Exercise details:
Once you reach the line containing "self.discovering = true;" in the entries below, write out that line and each one after it down to the line containing "for error in", exactly and with nothing added.

--------------------------------------------------

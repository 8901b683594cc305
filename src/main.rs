//! Simulated walk-through
//!
//! Runs the window anchor against in-memory link and ranging backends, brings
//! the kitchen and meeting-room anchors online, feeds slightly noisy samples
//! and prints the status and every record written during the campaign. A
//! navigator walking towards the kitchen anchor runs alongside.
//!
//! Usage: `ranging-coordinator [config.json]`

use ranging_coordinator::core::constants::{WINDOW_KITCHEN_M, WINDOW_MEETING_ROOM_M};
use ranging_coordinator::processing;
use ranging_coordinator::ranging::MockRangingCapability;
use ranging_coordinator::transport::MockLinkBackend;
use ranging_coordinator::{
    init_logging, AppContext, ConfigurationManager, Coordinator, CoordinatorHandle, Destination,
    DiscoveryToken, JsonLinesSink, LinkEvent, LinkHandle, MemorySink, PeerDescriptor, PeerId,
    PersistenceSink, RangingEvent, RangingSample, Role, SharedStatus, StaticProfile, TrackingConfig,
    TrackingEvent,
};
use nalgebra::Vector3;
use std::error::Error;
use std::sync::Arc;
use std::time::Duration;
use tracing::info;

const ROUNDS: u64 = 3;

/// Deterministic measurement noise in meters, within ±0.1
fn noise(round: u64, link: u64) -> f64 {
    ((round * 7 + link * 3) % 5) as f64 * 0.05 - 0.1
}

/// Link `descriptor` to `coordinator` and hand over the remote token
async fn link(coordinator: &CoordinatorHandle, link: u64, descriptor: PeerDescriptor) -> Result<bool, Box<dyn Error>> {
    let user = descriptor.user_id.clone();
    let handle = LinkHandle(link);
    if !coordinator.invitation(handle, descriptor).await? {
        info!(user = %user, "invitation refused");
        return Ok(false);
    }
    coordinator.link_event(LinkEvent::Connected(handle))?;
    let token = processing::encode(&DiscoveryToken::new(format!("{}-token", user)))?;
    coordinator.link_event(LinkEvent::Data { handle, data: token })?;
    Ok(true)
}

#[tokio::main]
async fn main() -> Result<(), Box<dyn Error>> {
    let config = match std::env::args().nth(1) {
        Some(path) => ConfigurationManager::from_file(path)?.get_config().clone(),
        None => TrackingConfig::default(),
    };
    init_logging(&config.logging);

    let memory = MemorySink::new();
    let sink: Box<dyn PersistenceSink> = match &config.campaign.output_path {
        Some(path) => Box::new(JsonLinesSink::open(path)?),
        None => Box::new(memory.clone()),
    };
    let status = SharedStatus::new();
    let context = AppContext::new(
        Arc::new(StaticProfile::anchor("window", Destination::Window)),
        config.clone(),
    );

    let (backend, _link) = MockLinkBackend::new();
    let (capability, _ranging) = MockRangingCapability::new();
    let (coordinator, task) = Coordinator::spawn(context, backend, capability, sink, Arc::new(status.clone()))?;

    let remotes = [
        (1, "kitchen", Destination::Kitchen, WINDOW_KITCHEN_M),
        (2, "meeting", Destination::MeetingRoom, WINDOW_MEETING_ROOM_M),
    ];

    for (handle, user, destination, _) in remotes {
        let descriptor = PeerDescriptor::new(Role::Anchor, user, destination.as_str()).with_destination(destination);
        link(&coordinator, handle, descriptor).await?;
    }

    let navigator_context = AppContext::new(Arc::new(StaticProfile::navigator("visitor")), config.clone());
    let (backend, _link) = MockLinkBackend::new();
    let (capability, _ranging) = MockRangingCapability::new();
    let (navigator, navigator_task) = Coordinator::spawn(
        navigator_context,
        backend,
        capability,
        Box::new(MemorySink::new()),
        Arc::new(SharedStatus::new()),
    )?;
    let mut guidance = navigator.subscribe();
    let kitchen = PeerId::new(Role::Anchor, "kitchen");
    navigator.select_anchor(Some(kitchen.clone()))?;
    link(
        &navigator,
        1,
        PeerDescriptor::new(Role::Anchor, "kitchen", "kitchen").with_destination(Destination::Kitchen),
    )
    .await?;

    let interval = Duration::from_millis(config.campaign.record_interval_ms);
    for round in 0..ROUNDS {
        for (handle, user, _, truth) in remotes {
            let measured = truth + noise(round, handle);
            coordinator.ranging_event(RangingEvent::Sample {
                peer: PeerId::new(Role::Anchor, user),
                sample: RangingSample::new(Some(measured as f32), None),
            })?;
        }
        let remaining = 2.0 - round as f32 * 0.9;
        navigator.ranging_event(RangingEvent::Sample {
            peer: kitchen.clone(),
            sample: RangingSample::new(Some(remaining.max(0.1)), Some(Vector3::new(0.0, 0.0, -1.0))),
        })?;
        tokio::time::sleep(interval).await;
    }

    navigator.status().await?;
    while let Ok(event) = guidance.try_recv() {
        match event {
            TrackingEvent::Visualization { state, .. } => info!(?state, "navigator guidance"),
            TrackingEvent::Haptic { target } => info!(target = %target, "navigator haptic"),
            _ => {}
        }
    }
    navigator.shutdown().await?;
    navigator_task.await?;

    let snapshot = coordinator.status().await?;
    println!("{}", serde_json::to_string_pretty(&snapshot)?);

    coordinator.shutdown().await?;
    task.await?;

    for record in memory.records() {
        println!("{}", serde_json::to_string(&record)?);
    }
    Ok(())
}
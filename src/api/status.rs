//! Device status export
//!
//! The coordinator pushes a [`StatusSnapshot`] after every change. Exporters
//! must not block and swallow their own failures.

use crate::core::{ConnectionState, Destination, PeerId, Role};
use crate::measurement::AggregateStatistics;
use crate::tracking::VisualizationState;
use serde::{Deserialize, Serialize};
use std::sync::{Arc, RwLock};
use tracing::trace;
use uuid::Uuid;

/// Per-peer entry of a status snapshot
#[derive(Debug, Clone, PartialEq, Serialize, Deserialize)]
pub struct PeerStatus {
    pub id: PeerId,
    pub role: Role,
    pub display_name: String,
    pub destination: Option<Destination>,
    pub state: ConnectionState,
    /// Latest distance in meters
    pub distance: Option<f32>,
    /// Latest bearing in degrees
    pub azimuth_deg: Option<f32>,
}

/// Read-only view of one device
#[derive(Debug, Clone, PartialEq, Serialize, Deserialize)]
pub struct StatusSnapshot {
    pub device_id: PeerId,
    pub role: Role,
    pub display_name: String,
    pub destination: Option<Destination>,
    /// Navigator only: the anchor being guided towards
    pub selected_target: Option<PeerId>,
    /// 0.0 to 1.0, if the platform reports it
    pub battery_level: Option<f32>,
    pub connected_anchors: usize,
    pub connected_navigators: usize,
    pub peers: Vec<PeerStatus>,
    pub visualization: Option<VisualizationState>,
    pub statistics: Option<AggregateStatistics>,
    pub campaign_id: Option<Uuid>,
    pub timestamp_ms: u64,
}

/// Fire-and-forget consumer of status snapshots
pub trait StatusExporter: Send + Sync {
    fn push(&self, snapshot: StatusSnapshot);
}

/// Keeps the latest snapshot for a read-only status endpoint
#[derive(Debug, Clone, Default)]
pub struct SharedStatus {
    latest: Arc<RwLock<Option<StatusSnapshot>>>,
}

impl SharedStatus {
    pub fn new() -> Self {
        Self::default()
    }

    pub fn latest(&self) -> Option<StatusSnapshot> {
        self.latest
            .read()
            .unwrap_or_else(|poisoned| poisoned.into_inner())
            .clone()
    }

    /// Latest snapshot as JSON, `null` before the first push
    pub fn to_json(&self) -> serde_json::Value {
        self.latest()
            .and_then(|snapshot| serde_json::to_value(snapshot).ok())
            .unwrap_or(serde_json::Value::Null)
    }
}

impl StatusExporter for SharedStatus {
    fn push(&self, snapshot: StatusSnapshot) {
        match self.latest.write() {
            Ok(mut latest) => *latest = Some(snapshot),
            Err(_) => trace!("status lock poisoned, snapshot dropped"),
        }
    }
}
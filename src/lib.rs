//! Multi-peer ranging coordinator
//!
//! Discovers nearby devices, exchanges ranging tokens over a peer-to-peer
//! transport, keeps one ranging session per peer and, for fixed anchors,
//! records measured distances against surveyed ground truth.

pub mod api;
pub mod context;
pub mod core;
pub mod measurement;
pub mod processing;
pub mod ranging;
pub mod tracking;
pub mod transport;
pub mod utils;

// Re-export commonly used types
pub use crate::core::{Destination, PeerDescriptor, PeerId, RangingSample, Role};
pub use api::{JsonLinesSink, MemorySink, PersistenceSink, SharedStatus, StatusExporter, StatusSnapshot};
pub use context::{AppContext, ProfileStore, StaticProfile};
pub use measurement::{DistanceErrorTracker, GroundTruthTable, MeasurementCampaign, MeasurementRecord};
pub use processing::DiscoveryToken;
pub use ranging::{RangingCapability, RangingError, RangingEvent};
pub use tracking::{Coordinator, CoordinatorError, CoordinatorHandle, LinkEvent, TrackingEvent};
pub use transport::{LinkBackend, LinkHandle, PeerTransport, TransportConfig, TransportError};
pub use utils::{init_logging, ConfigurationManager, TrackingConfig};
impl<B: LinkBackend> PeerTransport<B> {
    /// Validate the configuration, start advertising and browsing, and hand
    /// back the event stream.
    pub fn connect(
        backend: B,
        config: TransportConfig,
        identity: LocalIdentity,
    ) -> TransportResult<(Self, mpsc::UnboundedReceiver<TransportEvent>)> {
        config.validate()?;
        let (events, receiver) = mpsc::unbounded_channel();

        let mut transport = Self {
            backend,
            identity,
            config,
            links: HashMap::new(),
            handles: HashMap::new(),
            discovered: HashMap::new(),
            events,
            discovering: false,
            closed: false,
        };

        info!(
            service = %transport.config.service_name,
            peer = %transport.identity.peer_id(),
            max_peers = transport.config.max_peers,
            "transport connecting"
        );
        transport.resume_discovery();
        Ok((transport, receiver))
    }

    pub fn identity(&self) -> &LocalIdentity {
        &self.identity
    }

    pub fn config(&self) -> &TransportConfig {
        &self.config
    }

    pub fn backend(&self) -> &B {
        &self.backend
    }

    pub fn is_discovering(&self) -> bool {
        self.discovering
    }

    pub fn is_closed(&self) -> bool {
        self.closed
    }

    /// Peers with a fully established link
    pub fn connected_peers(&self) -> Vec<PeerId> {
        let mut peers: Vec<PeerId> = self
            .links
            .iter()
            .filter(|(_, entry)| entry.state == LinkState::Connected)
            .map(|(id, _)| id.clone())
            .collect();
        peers.sort();
        peers
    }

    pub fn connected_count(&self) -> usize {
        self.links
            .values()
            .filter(|entry| entry.state == LinkState::Connected)
            .count()
    }

    pub fn pending_count(&self) -> usize {
        self.links.len() - self.connected_count()
    }

    pub fn descriptor(&self, peer: &PeerId) -> Option<&PeerDescriptor> {
        self.links.get(peer).map(|entry| &entry.descriptor)
    }

    fn at_capacity(&self) -> bool {
        self.links.len() >= self.config.max_peers
    }

    /// Restart advertising and browsing if they are not running and there is
    /// room for another peer. Safe to call repeatedly.
    pub fn ensure_discovery(&mut self) {
        self.resume_discovery();
    }

    fn resume_discovery(&mut self) {
        if self.closed || self.discovering || self.at_capacity() {
            return;
        }

        let advertised_name = self.identity.descriptor.advertised_name();
        let advertise = self.backend.start_advertising(
            &self.config.service_name,
            &advertised_name,
            &self.identity.descriptor,
        );
        let browse = self.backend.start_browsing(&self.config.service_name);

        match (advertise, browse) {
            (Ok(()), Ok(())) => {
                self.discovering = true;
                debug!(name = %advertised_name, "advertising and browsing");
            }
            (advertise, browse) => {
                for error in [advertise.err(), browse.err()].into_iter().flatten() {
                    warn!(%error, "discovery did not start, will retry");
                }
                self.backend.stop_advertising();
                self.backend.stop_browsing();
            }
        }
    }

    fn pause_discovery(&mut self) {
        if !self.discovering {
            return;
        }
        self.backend.stop_advertising();
        self.backend.stop_browsing();
        self.discovering = false;
        debug!(links = self.links.len(), "peer capacity reached, discovery paused");
    }

    fn insert_link(&mut self, descriptor: PeerDescriptor, handle: LinkHandle) {
        let peer_id = descriptor.peer_id();
        self.handles.insert(handle, peer_id.clone());
        self.links.insert(
            peer_id,
            LinkEntry {
                descriptor,
                handle,
                state: LinkState::Pending,
            },
        );
        if self.at_capacity() {
            self.pause_discovery();
        }
    }

    fn try_invite(&mut self, handle: LinkHandle, descriptor: PeerDescriptor) {
        let peer_id = descriptor.peer_id();
        if self.links.contains_key(&peer_id) {
            trace!(peer = %peer_id, "already linked, not inviting");
            return;
        }
        if self.at_capacity() {
            debug!(peer = %peer_id, "at capacity, invitation deferred");
            return;
        }

        match self.backend.invite(handle, &self.identity.descriptor) {
            Ok(()) => {
                debug!(peer = %peer_id, %handle, "invitation sent");
                self.insert_link(descriptor, handle);
            }
            Err(error) => warn!(peer = %peer_id, %error, "invitation failed"),
        }
    }

    fn retry_discovered(&mut self) {
        let candidates: Vec<(LinkHandle, PeerDescriptor)> = self
            .discovered
            .iter()
            .filter(|(_, descriptor)| {
                !self.links.contains_key(&descriptor.peer_id())
                    && policy::should_invite(&self.identity, descriptor)
            })
            .map(|(handle, descriptor)| (*handle, descriptor.clone()))
            .collect();

        for (handle, descriptor) in candidates {
            if self.at_capacity() {
                break;
            }
            self.try_invite(handle, descriptor);
        }
    }

    /// Platform callback: the browser found a device
    pub fn peer_found(&mut self, handle: LinkHandle, descriptor: PeerDescriptor) {
        if self.closed {
            return;
        }
        let peer_id = descriptor.peer_id();
        if let PolicyDecision::Reject(reason) = policy::evaluate(&self.identity, &descriptor) {
            debug!(peer = %peer_id, %reason, "ignoring discovered peer");
            return;
        }

        self.discovered.insert(handle, descriptor.clone());
        if policy::should_invite(&self.identity, &descriptor) {
            self.try_invite(handle, descriptor);
        }
    }

    /// Platform callback: the browser lost a device
    pub fn peer_lost(&mut self, handle: LinkHandle) {
        self.discovered.remove(&handle);

        let pending_peer = self.handles.get(&handle).and_then(|peer_id| {
            self.links
                .get(peer_id)
                .filter(|entry| entry.state == LinkState::Pending && entry.handle == handle)
                .map(|_| peer_id.clone())
        });
        if let Some(peer_id) = pending_peer {
            debug!(peer = %peer_id, "pending peer lost");
            self.links.remove(&peer_id);
            self.handles.remove(&handle);
            self.resume_discovery();
        }
    }

    /// Platform callback: a remote device wants to link. Returns whether the
    /// invitation is accepted.
    pub fn invitation_received(&mut self, handle: LinkHandle, descriptor: PeerDescriptor) -> bool {
        if self.closed {
            return false;
        }
        let peer_id = descriptor.peer_id();

        if let PolicyDecision::Reject(reason) = policy::evaluate(&self.identity, &descriptor) {
            info!(peer = %peer_id, %reason, "invitation refused");
            return false;
        }

        match self.links.get(&peer_id) {
            Some(existing) if existing.state == LinkState::Connected => {
                debug!(peer = %peer_id, "invitation refused, peer already connected");
                return false;
            }
            Some(_) => {}
            None if self.at_capacity() => {
                let error = TransportError::CapacityExceeded {
                    connected: self.links.len(),
                    max: self.config.max_peers,
                };
                warn!(peer = %peer_id, %error, "invitation refused");
                return false;
            }
            None => {}
        }

        if let Some(previous) = self.links.remove(&peer_id) {
            self.handles.remove(&previous.handle);
        }
        self.insert_link(descriptor, handle);
        debug!(peer = %peer_id, %handle, "invitation accepted");
        true
    }

    /// Platform callback: a pending link finished connecting
    pub fn link_connected(&mut self, handle: LinkHandle) {
        let Some(peer_id) = self.handles.get(&handle).cloned() else {
            warn!(%handle, "unknown link connected, closing");
            self.backend.close(handle);
            return;
        };
        let Some(entry) = self.links.get_mut(&peer_id) else {
            return;
        };
        if entry.state == LinkState::Connected {
            return;
        }

        entry.state = LinkState::Connected;
        let descriptor = entry.descriptor.clone();
        self.discovered.remove(&handle);
        info!(peer = %peer_id, %handle, "peer connected");
        self.emit(TransportEvent::PeerConnected(descriptor));
    }

    /// Platform callback: a link dropped or failed to connect
    pub fn link_disconnected(&mut self, handle: LinkHandle) {
        let Some(peer_id) = self.handles.remove(&handle) else {
            trace!(%handle, "disconnect for unknown link");
            return;
        };

        let owns_entry = self
            .links
            .get(&peer_id)
            .map_or(false, |entry| entry.handle == handle);
        if owns_entry {
            if let Some(entry) = self.links.remove(&peer_id) {
                if entry.state == LinkState::Connected {
                    let error = TransportError::LinkDropped {
                        peer: peer_id.to_string(),
                    };
                    info!(peer = %peer_id, %error, "peer disconnected");
                    self.emit(TransportEvent::PeerDisconnected(peer_id));
                } else {
                    debug!(peer = %peer_id, "pending link failed");
                }
            }
        }

        self.resume_discovery();
        self.retry_discovered();
    }

    /// Platform callback: payload from a remote device
    pub fn data_received(&mut self, handle: LinkHandle, data: Vec<u8>) {
        let connected = self.handles.get(&handle).and_then(|peer_id| {
            self.links
                .get(peer_id)
                .filter(|entry| entry.state == LinkState::Connected)
                .map(|_| peer_id.clone())
        });
        match connected {
            Some(peer) => self.emit(TransportEvent::Message { peer, data }),
            None => trace!(%handle, bytes = data.len(), "data from unlinked handle dropped"),
        }
    }

    /// Platform callback: advertising or browsing stopped with an error
    pub fn discovery_failed(&mut self, error: TransportError) {
        warn!(%error, "discovery failed, restarting");
        if self.discovering {
            self.backend.stop_advertising();
            self.backend.stop_browsing();
            self.discovering = false;
        }
        self.resume_discovery();
    }

    /// Send `data` to every peer in `peers`.
    ///
    /// Connected peers still receive the payload when some others are gone; the
    /// first missing peer is reported as [`TransportError::PeerNotConnected`].
    pub fn send(&mut self, peers: &[PeerId], data: &[u8], reliability: Reliability) -> TransportResult<()> {
        if self.closed {
            return Err(TransportError::Closed);
        }

        let mut handles = Vec::with_capacity(peers.len());
        let mut missing: Option<String> = None;
        for peer in peers {
            match self.links.get(peer) {
                Some(entry) if entry.state == LinkState::Connected => handles.push(entry.handle),
                _ => {
                    warn!(peer = %peer, "send to disconnected peer dropped");
                    missing.get_or_insert_with(|| peer.to_string());
                }
            }
        }

        if !handles.is_empty() {
            self.backend
                .send(&handles, data, reliability)
                .map_err(|error| {
                    warn!(%error, "send failed");
                    error
                })?;
        }

        match missing {
            Some(peer) => Err(TransportError::PeerNotConnected { peer }),
            None => Ok(()),
        }
    }

    /// Change the navigator's anchor selection, dropping links it no longer allows
    pub fn select_anchor(&mut self, anchor: Option<PeerId>) {
        self.identity.selected_anchor = anchor;

        let rejected: Vec<PeerId> = self
            .links
            .iter()
            .filter(|(_, entry)| !policy::evaluate(&self.identity, &entry.descriptor).is_accept())
            .map(|(id, _)| id.clone())
            .collect();
        for peer in rejected {
            if let Err(error) = self.disconnect_peer(&peer) {
                debug!(peer = %peer, %error, "drop after reselection failed");
            }
        }
        self.retry_discovered();
    }

    /// Close one link
    pub fn disconnect_peer(&mut self, peer: &PeerId) -> TransportResult<()> {
        let entry = self.links.remove(peer).ok_or_else(|| TransportError::PeerNotConnected {
            peer: peer.to_string(),
        })?;
        self.handles.remove(&entry.handle);
        self.backend.close(entry.handle);
        if entry.state == LinkState::Connected {
            info!(peer = %peer, "peer disconnected locally");
            self.emit(TransportEvent::PeerDisconnected(peer.clone()));
        }
        self.resume_discovery();
        Ok(())
    }

    /// Tear down every link and stop discovery for good
    pub fn disconnect(&mut self) {
        if self.closed {
            return;
        }
        self.closed = true;
        self.discovering = false;
        self.backend.shutdown();
        self.links.clear();
        self.handles.clear();
        self.discovered.clear();
        info!("transport disconnected");
    }

    fn emit(&self, event: TransportEvent) {
        if self.events.send(event).is_err() {
            trace!("transport event dropped, no subscriber");
        }
    }
}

--------------------------------------------------

Answer to the problem:
                self.discovering = true;
                debug!(name = %advertised_name, "advertising and browsing");
            }
            (advertise, browse) => {
                for error in [advertise.err(), browse.err()].into_iter().flatten() {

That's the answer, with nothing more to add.